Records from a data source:

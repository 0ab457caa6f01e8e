//! [`ProcessingCache`]: the component described in §4.D.
//!
//! Schema per §6: `files(path, hash, size, mtime, summary_json)` and
//! `addresses(address, classification, source_hash, processed_at)`, both
//! indexed on their primary key.

use std::collections::BTreeSet;
use std::path::Path;
use std::sync::Mutex;

use chrono::Utc;
use mailqual_model::{Address, Classification, FileFingerprint};
use rusqlite::{Connection, OptionalExtension, params};

use crate::error::{CacheError, Result};

/// Address-level dedup scope, selected per run (§4.D).
#[derive(Debug, Clone, Copy, PartialEq, Eq)]
pub enum DedupeScope {
    /// Only addresses seen earlier in *this* pipeline invocation.
    BatchLocal,
    /// Addresses seen across all prior invocations too.
    Persistent,
}

pub struct ProcessingCache {
    conn: Mutex<Connection>,
    batch_seen: Mutex<BTreeSet<String>>,
}

impl ProcessingCache {
    pub fn init(dir: &Path) -> Result<Self> {
        std::fs::create_dir_all(dir).ok();
        Self::from_conn(Connection::open(dir.join("cache.sqlite3"))?)
    }

    pub fn in_memory() -> Result<Self> {
        Self::from_conn(Connection::open_in_memory()?)
    }

    fn from_conn(conn: Connection) -> Result<Self> {
        conn.execute_batch(
            "CREATE TABLE IF NOT EXISTS files (
                path TEXT PRIMARY KEY,
                hash TEXT NOT NULL,
                size INTEGER NOT NULL,
                mtime TEXT NOT NULL,
                summary_json TEXT
            );
            CREATE TABLE IF NOT EXISTS addresses (
                address TEXT PRIMARY KEY,
                classification TEXT NOT NULL,
                source_hash TEXT NOT NULL,
                processed_at TEXT NOT NULL
            );",
        )?;
        Ok(Self {
            conn: Mutex::new(conn),
            batch_seen: Mutex::new(BTreeSet::new()),
        })
    }

    /// True iff a fingerprint with the same `(path, content_hash)` was
    /// previously recorded successful.
    pub fn was_processed(&self, fingerprint: &FileFingerprint) -> Result<bool> {
        let conn = self.conn.lock().expect("cache lock poisoned");
        let (path, hash) = fingerprint.key();
        let stored_hash: Option<String> = conn
            .query_row(
                "SELECT hash FROM files WHERE path = ?1",
                params![path],
                |r| r.get(0),
            )
            .optional()
            .map_err(CacheError::from)?;
        Ok(stored_hash.as_deref() == Some(hash))
    }

    pub fn record_processed(&self, fingerprint: &FileFingerprint, summary: &serde_json::Value) -> Result<()> {
        let conn = self.conn.lock().expect("cache lock poisoned");
        conn.execute(
            "INSERT OR REPLACE INTO files (path, hash, size, mtime, summary_json)
             VALUES (?1, ?2, ?3, ?4, ?5)",
            params![
                fingerprint.path,
                fingerprint.content_hash,
                fingerprint.size as i64,
                fingerprint.mtime.to_rfc3339(),
                summary.to_string(),
            ],
        )?;
        Ok(())
    }

    /// Record that `address` was classified from `source_hash`, for
    /// dedup. Always updates the persistent table and the in-memory
    /// batch-local set, so a single call serves both scopes.
    pub fn record_address(
        &self,
        address: &Address,
        classification: Classification,
        source_hash: &str,
    ) -> Result<()> {
        let conn = self.conn.lock().expect("cache lock poisoned");
        conn.execute(
            "INSERT OR REPLACE INTO addresses (address, classification, source_hash, processed_at)
             VALUES (?1, ?2, ?3, ?4)",
            params![
                address.as_str(),
                classification.to_string(),
                source_hash,
                Utc::now().to_rfc3339(),
            ],
        )?;
        self.batch_seen
            .lock()
            .expect("batch-seen lock poisoned")
            .insert(address.as_str().to_string());
        Ok(())
    }

    /// Union of addresses successfully classified, scoped per §4.D.
    pub fn seen_addresses(&self, scope: DedupeScope) -> Result<BTreeSet<String>> {
        match scope {
            DedupeScope::BatchLocal => {
                Ok(self.batch_seen.lock().expect("batch-seen lock poisoned").clone())
            }
            DedupeScope::Persistent => {
                let conn = self.conn.lock().expect("cache lock poisoned");
                let mut stmt = conn.prepare("SELECT address FROM addresses")?;
                let rows = stmt.query_map([], |r| r.get::<_, String>(0))?;
                let mut out = BTreeSet::new();
                for row in rows {
                    out.insert(row?);
                }
                Ok(out)
            }
        }
    }

    pub fn is_seen(&self, address: &str, scope: DedupeScope) -> Result<bool> {
        match scope {
            DedupeScope::BatchLocal => Ok(self
                .batch_seen
                .lock()
                .expect("batch-seen lock poisoned")
                .contains(address)),
            DedupeScope::Persistent => {
                let conn = self.conn.lock().expect("cache lock poisoned");
                let exists: Option<String> = conn
                    .query_row(
                        "SELECT address FROM addresses WHERE address = ?1",
                        params![address],
                        |r| r.get(0),
                    )
                    .optional()?;
                Ok(exists.is_some())
            }
        }
    }

    /// `cache_op { query }` (§6): counts and sizes.
    pub fn query_counts(&self) -> Result<(usize, usize)> {
        let conn = self.conn.lock().expect("cache lock poisoned");
        let files: i64 = conn.query_row("SELECT COUNT(*) FROM files", [], |r| r.get(0))?;
        let addresses: i64 = conn.query_row("SELECT COUNT(*) FROM addresses", [], |r| r.get(0))?;
        Ok((files as usize, addresses as usize))
    }

    /// `cache_op { invalidate }`: drop all cached state, forcing a rebuild.
    pub fn invalidate(&self) -> Result<()> {
        let conn = self.conn.lock().expect("cache lock poisoned");
        conn.execute_batch("DELETE FROM files; DELETE FROM addresses;")?;
        self.batch_seen.lock().expect("batch-seen lock poisoned").clear();
        Ok(())
    }

    /// `cache_op { vacuum }`: reclaim space after heavy churn.
    pub fn vacuum(&self) -> Result<()> {
        let conn = self.conn.lock().expect("cache lock poisoned");
        conn.execute_batch("VACUUM;")?;
        Ok(())
    }
}

#[cfg(test)]
mod tests {
    use super::*;

    fn fingerprint(path: &str, hash: &str) -> FileFingerprint {
        FileFingerprint {
            path: path.to_string(),
            content_hash: hash.to_string(),
            size: 10,
            mtime: Utc::now(),
            row_count: 1,
            emitted_row_count: 1,
        }
    }

    #[test]
    fn unprocessed_file_is_not_cached() {
        let cache = ProcessingCache::in_memory().unwrap();
        assert!(!cache.was_processed(&fingerprint("a.txt", "h1")).unwrap());
    }

    #[test]
    fn recorded_file_is_skippable_next_run() {
        let cache = ProcessingCache::in_memory().unwrap();
        let fp = fingerprint("a.txt", "h1");
        cache
            .record_processed(&fp, &serde_json::json!({"clean": 1}))
            .unwrap();
        assert!(cache.was_processed(&fp).unwrap());
    }

    #[test]
    fn changed_content_hash_is_not_cached() {
        let cache = ProcessingCache::in_memory().unwrap();
        cache
            .record_processed(&fingerprint("a.txt", "h1"), &serde_json::json!({}))
            .unwrap();
        assert!(!cache.was_processed(&fingerprint("a.txt", "h2")).unwrap());
    }

    #[test]
    fn batch_local_scope_is_isolated_from_persistent_until_recorded() {
        let cache = ProcessingCache::in_memory().unwrap();
        let address = Address::parse("alice@example.com").unwrap();
        cache
            .record_address(&address, Classification::Clean, "h1")
            .unwrap();
        assert!(cache.is_seen("alice@example.com", DedupeScope::BatchLocal).unwrap());
        assert!(cache.is_seen("alice@example.com", DedupeScope::Persistent).unwrap());
    }

    #[test]
    fn invalidate_clears_both_tables() {
        let cache = ProcessingCache::in_memory().unwrap();
        cache
            .record_processed(&fingerprint("a.txt", "h1"), &serde_json::json!({}))
            .unwrap();
        cache.invalidate().unwrap();
        assert!(!cache.was_processed(&fingerprint("a.txt", "h1")).unwrap());
    }
}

-- Work order --
The answer is every line in the data where the word "Mutex" appears.

-- Answer for this exercise --
use std::sync::Mutex;
    conn: Mutex<Connection>,
    batch_seen: Mutex<BTreeSet<String>>,
            conn: Mutex::new(conn),
            batch_seen: Mutex::new(BTreeSet::new()),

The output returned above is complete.